Records contained in a dataset —

........

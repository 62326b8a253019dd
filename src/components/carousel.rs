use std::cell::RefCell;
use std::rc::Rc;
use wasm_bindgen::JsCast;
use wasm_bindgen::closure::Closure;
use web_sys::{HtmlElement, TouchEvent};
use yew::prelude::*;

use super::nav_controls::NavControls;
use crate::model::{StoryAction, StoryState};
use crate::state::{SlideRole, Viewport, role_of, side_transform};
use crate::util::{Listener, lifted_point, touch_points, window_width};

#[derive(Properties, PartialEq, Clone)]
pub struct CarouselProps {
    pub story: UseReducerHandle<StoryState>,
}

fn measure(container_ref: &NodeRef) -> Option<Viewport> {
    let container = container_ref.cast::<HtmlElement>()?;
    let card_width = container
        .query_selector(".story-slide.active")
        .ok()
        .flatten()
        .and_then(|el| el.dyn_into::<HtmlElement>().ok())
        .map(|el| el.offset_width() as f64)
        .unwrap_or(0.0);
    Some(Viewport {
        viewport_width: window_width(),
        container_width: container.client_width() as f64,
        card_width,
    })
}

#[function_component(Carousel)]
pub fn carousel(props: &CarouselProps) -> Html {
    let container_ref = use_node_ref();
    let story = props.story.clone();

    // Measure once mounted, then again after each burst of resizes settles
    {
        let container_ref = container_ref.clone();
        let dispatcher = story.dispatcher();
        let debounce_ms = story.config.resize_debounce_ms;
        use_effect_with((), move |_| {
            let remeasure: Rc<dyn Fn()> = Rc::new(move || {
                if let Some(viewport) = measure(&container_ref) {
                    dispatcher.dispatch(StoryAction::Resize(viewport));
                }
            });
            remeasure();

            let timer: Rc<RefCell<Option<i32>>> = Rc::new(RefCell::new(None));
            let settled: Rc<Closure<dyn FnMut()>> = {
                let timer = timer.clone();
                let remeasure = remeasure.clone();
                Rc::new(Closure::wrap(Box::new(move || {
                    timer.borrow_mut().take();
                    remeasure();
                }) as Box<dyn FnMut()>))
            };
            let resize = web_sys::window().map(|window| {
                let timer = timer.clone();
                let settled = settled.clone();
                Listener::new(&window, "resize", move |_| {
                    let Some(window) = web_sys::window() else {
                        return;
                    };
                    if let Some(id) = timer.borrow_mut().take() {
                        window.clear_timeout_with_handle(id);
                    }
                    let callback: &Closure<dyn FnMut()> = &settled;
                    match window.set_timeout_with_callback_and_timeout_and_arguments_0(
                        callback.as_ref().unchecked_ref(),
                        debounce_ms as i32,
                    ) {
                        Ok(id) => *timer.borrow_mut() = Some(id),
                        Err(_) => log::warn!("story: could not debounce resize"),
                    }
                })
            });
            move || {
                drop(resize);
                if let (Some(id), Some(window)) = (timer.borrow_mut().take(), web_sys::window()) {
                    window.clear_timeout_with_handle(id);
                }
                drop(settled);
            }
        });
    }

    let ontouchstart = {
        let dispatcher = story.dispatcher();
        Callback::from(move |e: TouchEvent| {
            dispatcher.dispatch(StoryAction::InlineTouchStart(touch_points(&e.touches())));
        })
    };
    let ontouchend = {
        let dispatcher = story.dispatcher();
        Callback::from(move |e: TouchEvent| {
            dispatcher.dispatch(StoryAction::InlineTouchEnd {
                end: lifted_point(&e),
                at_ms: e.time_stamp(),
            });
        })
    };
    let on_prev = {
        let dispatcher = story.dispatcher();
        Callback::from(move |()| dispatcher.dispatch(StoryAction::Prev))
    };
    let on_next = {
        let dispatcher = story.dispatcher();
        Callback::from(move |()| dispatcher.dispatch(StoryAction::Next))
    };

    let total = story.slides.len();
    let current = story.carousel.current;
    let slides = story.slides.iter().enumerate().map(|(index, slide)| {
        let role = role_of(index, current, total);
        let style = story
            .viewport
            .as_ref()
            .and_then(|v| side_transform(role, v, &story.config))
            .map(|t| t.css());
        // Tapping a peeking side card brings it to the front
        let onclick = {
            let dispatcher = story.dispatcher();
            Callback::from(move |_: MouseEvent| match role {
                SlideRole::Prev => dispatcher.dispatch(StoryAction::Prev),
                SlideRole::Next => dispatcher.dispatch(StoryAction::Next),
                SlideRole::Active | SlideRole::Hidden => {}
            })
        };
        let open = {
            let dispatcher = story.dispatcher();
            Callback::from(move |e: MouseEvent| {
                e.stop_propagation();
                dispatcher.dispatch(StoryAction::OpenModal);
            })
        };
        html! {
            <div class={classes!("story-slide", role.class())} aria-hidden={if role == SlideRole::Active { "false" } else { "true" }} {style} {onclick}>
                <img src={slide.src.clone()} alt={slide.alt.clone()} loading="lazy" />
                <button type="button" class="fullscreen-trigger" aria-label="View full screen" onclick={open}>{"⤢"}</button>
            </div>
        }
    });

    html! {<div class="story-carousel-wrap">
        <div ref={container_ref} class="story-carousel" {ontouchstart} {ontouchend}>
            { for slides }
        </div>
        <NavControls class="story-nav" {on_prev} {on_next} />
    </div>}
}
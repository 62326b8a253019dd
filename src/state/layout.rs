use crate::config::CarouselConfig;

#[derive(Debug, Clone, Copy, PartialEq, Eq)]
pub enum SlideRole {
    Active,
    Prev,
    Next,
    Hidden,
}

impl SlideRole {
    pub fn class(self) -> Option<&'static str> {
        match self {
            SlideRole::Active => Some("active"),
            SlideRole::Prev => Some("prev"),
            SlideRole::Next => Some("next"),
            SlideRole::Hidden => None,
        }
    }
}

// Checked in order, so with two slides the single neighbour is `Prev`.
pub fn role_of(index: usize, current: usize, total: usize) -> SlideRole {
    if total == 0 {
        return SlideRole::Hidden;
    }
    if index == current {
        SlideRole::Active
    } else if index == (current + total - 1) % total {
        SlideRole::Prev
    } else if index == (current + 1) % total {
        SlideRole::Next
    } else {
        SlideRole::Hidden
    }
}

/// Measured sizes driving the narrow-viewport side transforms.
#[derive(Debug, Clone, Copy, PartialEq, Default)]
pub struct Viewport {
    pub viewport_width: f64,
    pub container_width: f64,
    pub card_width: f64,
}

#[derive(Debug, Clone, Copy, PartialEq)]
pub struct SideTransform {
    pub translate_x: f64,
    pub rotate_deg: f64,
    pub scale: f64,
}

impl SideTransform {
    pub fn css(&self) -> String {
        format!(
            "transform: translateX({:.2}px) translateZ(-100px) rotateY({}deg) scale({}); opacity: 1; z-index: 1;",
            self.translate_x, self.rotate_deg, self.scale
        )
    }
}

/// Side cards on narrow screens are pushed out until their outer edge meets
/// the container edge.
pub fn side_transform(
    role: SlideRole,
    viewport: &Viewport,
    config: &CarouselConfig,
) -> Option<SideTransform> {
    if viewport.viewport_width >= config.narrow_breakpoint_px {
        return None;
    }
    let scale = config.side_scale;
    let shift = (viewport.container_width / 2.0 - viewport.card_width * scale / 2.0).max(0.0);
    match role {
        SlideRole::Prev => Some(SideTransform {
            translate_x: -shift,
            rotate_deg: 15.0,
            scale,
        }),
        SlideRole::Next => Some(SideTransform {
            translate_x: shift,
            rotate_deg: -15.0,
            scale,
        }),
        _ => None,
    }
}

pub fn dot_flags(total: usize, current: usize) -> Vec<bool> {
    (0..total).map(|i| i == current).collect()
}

........

ACTIVITY — Starting at the first line of the data above, retype each line exactly until you reach the line containing "#[derive(Properties, PartialEq, Clone)]", and include that line too.

TASK OUTPUT —
repository 62326b8a253019dd
filename src/components/carousel.rs
use std::cell::RefCell;
use std::rc::Rc;
use wasm_bindgen::JsCast;
use wasm_bindgen::closure::Closure;
use web_sys::{HtmlElement, TouchEvent};
use yew::prelude::*;

use super::nav_controls::NavControls;
use crate::model::{StoryAction, StoryState};
use crate::state::{SlideRole, Viewport, role_of, side_transform};
use crate::util::{Listener, lifted_point, touch_points, window_width};

#[derive(Properties, PartialEq, Clone)]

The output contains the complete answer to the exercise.